OK, so what does this have to do with watch accuracy? Well, it's less to do with tests in static positions and more to do with real use. A watch is subject to movement and shocks, all of which contain a wealth of frequencies. These outside frequencies are trying to excite the balance/spring oscillator. The higher the frequency of the oscillator, the less likely it is that an outside force’s frequency will fall within the resonant range of the oscillator and disturb its natural oscillation.
The motions of your hand, impacts to the watch, etc. are generally low frequency perturbations. An oscillator with a high Q and a high natural frequency will be less affected by these perturbations than an oscillator with the same Q but a lower frequency because the perturbations will be closer to its natural frequency. Thus a higher frequency watch should perform more accurately in real use.
"Studies have established that the rotational physical activity of our wrists is concentrated at frequencies below 3 Hz and the bulk well below 2 Hz. However, the total spectrum does extend into higher frequencies with rapidly falling amplitude."
Hence, a watch balance wheel operating at 2.5 Hz (18,000 vph) will be subjected to some amount of disturbance from the motions of our wrists. A modern movement operating at 4 Hz (28,800 vph) will be far less sensitive to the concentration of low-frequency components delivered by the wrist and the tiny residual components at or near 4 Hz. 5 Hz (36,000 vph) movements should do even better.
Another critical factor in the increased accuracy of high beat escapements has to do with the isochronism improvement they enjoy.
"Favre Leube, Girard Perregaux, Zodiac and Zenith (at least) did some extensive experiments with high beat (36,000 vph) watches back in the late 60s/early 70s and concluded that high beat balances experience a decreased drop in amplitude both between vertical and horizontal positions and over 24 hours. This means that a high beat watch is more likely to have more consistent rate between the vertical and horizontal positions and over 24 hours they suffer less amplitude drop over 24 hours making them more isochronous as well."
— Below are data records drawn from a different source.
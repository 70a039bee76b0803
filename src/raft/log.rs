//! Durable storage for the replicated log.
//!
//! Three sled trees inside the node's raft directory: the entry log keyed by
//! big-endian index, a state tree for the hard state and applied cursor, and
//! a snapshot tree holding the latest image as one blob. The in-memory
//! first/last cursors are caches over the log tree.

use bytes::Bytes;
use prost::Message;
use serde::{Deserialize, Serialize};

use crate::constants::{
    HARD_STATE_KEY, LAST_APPLIED_KEY, RAFT_LOG_TREE, RAFT_SNAPSHOT_TREE, RAFT_STATE_TREE,
    SNAPSHOT_IMAGE_KEY,
};
use crate::errors::StorageError;
use crate::proto::consensus::{LogEntry, SnapshotImage};
use crate::Result;

/// Term, vote, and voter set surviving restarts. Written through on every
/// change; reread once at open.
#[derive(Debug, Clone, Default, Serialize, Deserialize)]
pub(crate) struct HardState {
    pub term: u64,
    pub voted_for: Option<String>,
    pub voters: Vec<String>,
}

pub(crate) struct RaftLog {
    log: sled::Tree,
    state: sled::Tree,
    snapshot: sled::Tree,
    first_index: u64,
    last_index: u64,
    snapshot_last_index: u64,
    snapshot_last_term: u64,
}

impl RaftLog {
    pub(crate) fn open(db: &sled::Db) -> Result<Self> {
        let log = db.open_tree(RAFT_LOG_TREE)?;
        let state = db.open_tree(RAFT_STATE_TREE)?;
        let snapshot = db.open_tree(RAFT_SNAPSHOT_TREE)?;

        let (snapshot_last_index, snapshot_last_term) = match snapshot.get(SNAPSHOT_IMAGE_KEY)? {
            Some(raw) => {
                let image = SnapshotImage::decode(raw.as_ref())?;
                (image.last_index, image.last_term)
            }
            None => (0, 0),
        };

        let first_index = match log.first()? {
            Some((key, _)) => decode_index(&key)?,
            None => snapshot_last_index + 1,
        };
        let last_index = match log.last()? {
            Some((key, _)) => decode_index(&key)?,
            None => snapshot_last_index,
        };

        Ok(Self {
            log,
            state,
            snapshot,
            first_index,
            last_index,
            snapshot_last_index,
            snapshot_last_term,
        })
    }

    /// Index of the first entry still present in the log tree.
    pub(crate) fn first_index(&self) -> u64 {
        self.first_index
    }

    pub(crate) fn last_index(&self) -> u64 {
        self.last_index
    }

    pub(crate) fn snapshot_last_index(&self) -> u64 {
        self.snapshot_last_index
    }

    pub(crate) fn snapshot_last_term(&self) -> u64 {
        self.snapshot_last_term
    }

    /// Appends entries and flushes them to disk before returning.
    pub(crate) fn append(&mut self, entries: &[LogEntry]) -> Result<()> {
        if entries.is_empty() {
            return Ok(());
        }
        let mut batch = sled::Batch::default();
        for entry in entries {
            batch.insert(entry.index.to_be_bytes().as_slice(), entry.encode_to_vec());
        }
        self.log.apply_batch(batch)?;
        self.log.flush()?;
        self.last_index = entries.last().map(|e| e.index).unwrap_or(self.last_index);
        Ok(())
    }

    pub(crate) fn entry(&self, index: u64) -> Result<Option<LogEntry>> {
        match self.log.get(index.to_be_bytes())? {
            Some(raw) => Ok(Some(LogEntry::decode(raw.as_ref())?)),
            None => Ok(None),
        }
    }

    /// Entries in `[from, to]`, capped at `max` items.
    pub(crate) fn entries(&self, from: u64, to: u64, max: u64) -> Result<Vec<LogEntry>> {
        let mut collected = Vec::new();
        let mut index = from;
        while index <= to && (collected.len() as u64) < max {
            let entry = self
                .entry(index)?
                .ok_or(StorageError::EntryNotFound(index))?;
            collected.push(entry);
            index += 1;
        }
        Ok(collected)
    }

    pub(crate) fn term_of(&self, index: u64) -> Result<u64> {
        if index == 0 {
            return Ok(0);
        }
        if index == self.snapshot_last_index {
            return Ok(self.snapshot_last_term);
        }
        let entry = self
            .entry(index)?
            .ok_or(StorageError::EntryNotFound(index))?;
        Ok(entry.term)
    }

    /// Removes every entry at `index` and above; used to drop a conflicting
    /// suffix before appending the leader's version.
    pub(crate) fn truncate_from(&mut self, index: u64) -> Result<()> {
        let mut batch = sled::Batch::default();
        for i in index..=self.last_index {
            batch.remove(i.to_be_bytes().as_slice());
        }
        self.log.apply_batch(batch)?;
        self.log.flush()?;
        self.last_index = index.saturating_sub(1).max(self.snapshot_last_index);
        Ok(())
    }

    pub(crate) fn hard_state(&self) -> Result<HardState> {
        match self.state.get(HARD_STATE_KEY)? {
            Some(raw) => Ok(bincode::deserialize(&raw)?),
            None => Ok(HardState::default()),
        }
    }

    pub(crate) fn set_hard_state(&self, hs: &HardState) -> Result<()> {
        self.state.insert(HARD_STATE_KEY, bincode::serialize(hs)?)?;
        self.state.flush()?;
        Ok(())
    }

    pub(crate) fn last_applied(&self) -> Result<u64> {
        match self.state.get(LAST_APPLIED_KEY)? {
            Some(raw) if raw.len() == 8 => {
                let mut buf = [0u8; 8];
                buf.copy_from_slice(&raw);
                Ok(u64::from_be_bytes(buf))
            }
            _ => Ok(0),
        }
    }

    /// Persists the applied cursor. Flushed before a proposer is acknowledged
    /// so a restart replays at least everything acknowledged.
    pub(crate) fn set_last_applied(&self, index: u64) -> Result<()> {
        self.state
            .insert(LAST_APPLIED_KEY, index.to_be_bytes().to_vec())?;
        self.state.flush()?;
        Ok(())
    }

    pub(crate) fn snapshot_image(&self) -> Result<Option<SnapshotImage>> {
        match self.snapshot.get(SNAPSHOT_IMAGE_KEY)? {
            Some(raw) => Ok(Some(SnapshotImage::decode(raw.as_ref())?)),
            None => Ok(None),
        }
    }

    /// Raw encoded image, shipped verbatim to lagging peers.
    pub(crate) fn snapshot_blob(&self) -> Result<Option<Bytes>> {
        Ok(self
            .snapshot
            .get(SNAPSHOT_IMAGE_KEY)?
            .map(|raw| Bytes::copy_from_slice(&raw)))
    }

    /// Stores a new snapshot image and compacts the log prefix it covers.
    pub(crate) fn install_snapshot(&mut self, image: &SnapshotImage) -> Result<()> {
        self.snapshot
            .insert(SNAPSHOT_IMAGE_KEY, image.encode_to_vec())?;
        self.snapshot.flush()?;
        self.snapshot_last_index = image.last_index;
        self.snapshot_last_term = image.last_term;

        let mut batch = sled::Batch::default();
        let upper = self.last_index.min(image.last_index);
        for i in self.first_index..=upper {
            batch.remove(i.to_be_bytes().as_slice());
        }
        self.log.apply_batch(batch)?;
        self.log.flush()?;
        self.first_index = image.last_index + 1;
        if self.last_index < image.last_index {
            self.last_index = image.last_index;
        }
        Ok(())
    }

    /// Drops the whole entry log; used when a received snapshot supersedes it.
    pub(crate) fn reset_entries(&mut self) -> Result<()> {
        self.log.clear()?;
        self.log.flush()?;
        self.first_index = self.snapshot_last_index + 1;
        self.last_index = self.snapshot_last_index;
        Ok(())
    }
}

fn decode_index(key: &sled::IVec) -> Result<u64> {
    if key.len() != 8 {
        return Err(StorageError::EntryNotFound(0).into());
    }
    let mut buf = [0u8; 8];
    buf.copy_from_slice(key);
    Ok(u64::from_be_bytes(buf))
}
//! Subscription bookkeeping.
//!
//! Two independent structures, each behind its own lock: source→sessions and
//! source→key→sessions. All operations are idempotent so Subscribe and
//! Unsubscribe are safe to retry. Neither lock is ever held while the
//! sessions lock is taken.

use std::collections::{HashMap, HashSet};
use std::sync::Mutex;

type SessionSet = HashSet<String>;

#[derive(Default)]
pub(crate) struct SubscriptionIndex {
    source_subs: Mutex<HashMap<String, SessionSet>>,
    key_subs: Mutex<HashMap<String, HashMap<String, SessionSet>>>,
}

impl SubscriptionIndex {
    pub(crate) fn new() -> Self {
        Self::default()
    }

    pub(crate) fn subscribe_source(&self, session: &str, source: &str) {
        let mut subs = self.lock_sources();
        subs.entry(source.to_string())
            .or_default()
            .insert(session.to_string());
    }

    pub(crate) fn unsubscribe_source(&self, session: &str, source: &str) {
        let mut subs = self.lock_sources();
        if let Some(sessions) = subs.get_mut(source) {
            sessions.remove(session);
            if sessions.is_empty() {
                subs.remove(source);
            }
        }
    }

    pub(crate) fn subscribe_key(&self, session: &str, source: &str, key: &str) {
        let mut subs = self.lock_keys();
        subs.entry(source.to_string())
            .or_default()
            .entry(key.to_string())
            .or_default()
            .insert(session.to_string());
    }

    pub(crate) fn unsubscribe_key(&self, session: &str, source: &str, key: &str) {
        let mut subs = self.lock_keys();
        if let Some(keys) = subs.get_mut(source) {
            if let Some(sessions) = keys.get_mut(key) {
                sessions.remove(session);
                if sessions.is_empty() {
                    keys.remove(key);
                }
            }
            if keys.is_empty() {
                subs.remove(source);
            }
        }
    }

    /// Drops the session from every subscription set in both indices.
    pub(crate) fn remove_session(&self, session: &str) {
        {
            let mut subs = self.lock_sources();
            subs.retain(|_, sessions| {
                sessions.remove(session);
                !sessions.is_empty()
            });
        }
        let mut subs = self.lock_keys();
        subs.retain(|_, keys| {
            keys.retain(|_, sessions| {
                sessions.remove(session);
                !sessions.is_empty()
            });
            !keys.is_empty()
        });
    }

    /// Sessions to notify for a mutation of `(source, key)`: the union of the
    /// source's subscribers and the key's subscribers, deduplicated so a
    /// session subscribed to both receives a single notification.
    pub(crate) fn subscribers(&self, source: &str, key: &str) -> Vec<String> {
        let mut union: SessionSet = {
            let subs = self.lock_sources();
            subs.get(source).cloned().unwrap_or_default()
        };
        {
            let subs = self.lock_keys();
            if let Some(sessions) = subs.get(source).and_then(|keys| keys.get(key)) {
                union.extend(sessions.iter().cloned());
            }
        }
        union.into_iter().collect()
    }

    fn lock_sources(&self) -> std::sync::MutexGuard<'_, HashMap<String, SessionSet>> {
        self.source_subs
            .lock()
            .unwrap_or_else(|poisoned| poisoned.into_inner())
    }

    fn lock_keys(
        &self,
    ) -> std::sync::MutexGuard<'_, HashMap<String, HashMap<String, SessionSet>>> {
        self.key_subs
            .lock()
            .unwrap_or_else(|poisoned| poisoned.into_inner())
    }
}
There are lubrication issues that are more or less specific to high-beat watches as well. I believe it is widely accepted that a PTFE based fixative such as Epilame must be used on the pallet stones and/or escape wheel teeth simply to keep the lubrication from being thrown off. Zenith stands alone today (as far as I know) as the only manufacturer producing a 36,000 vph movement with conventional technology and religious adherence to their maintenance schedule is advised to avoid premature wear. Although a fast beat movement may not need more frequent servicing than a slower beat movement, it will be less tolerant of lubrication failure (due to ageing, dissipation, etc.) Apart from Zenith, interest in 36,ooo vph died out in the mid 70s.
To me it is clear that the advent of either silcon/ruby or Diapal systems could be beneficial to unlocking the widespread use of high beat movements. Of course the ultimate choice would probably be to devise a co-axial version with its 'low rubbing' geometry.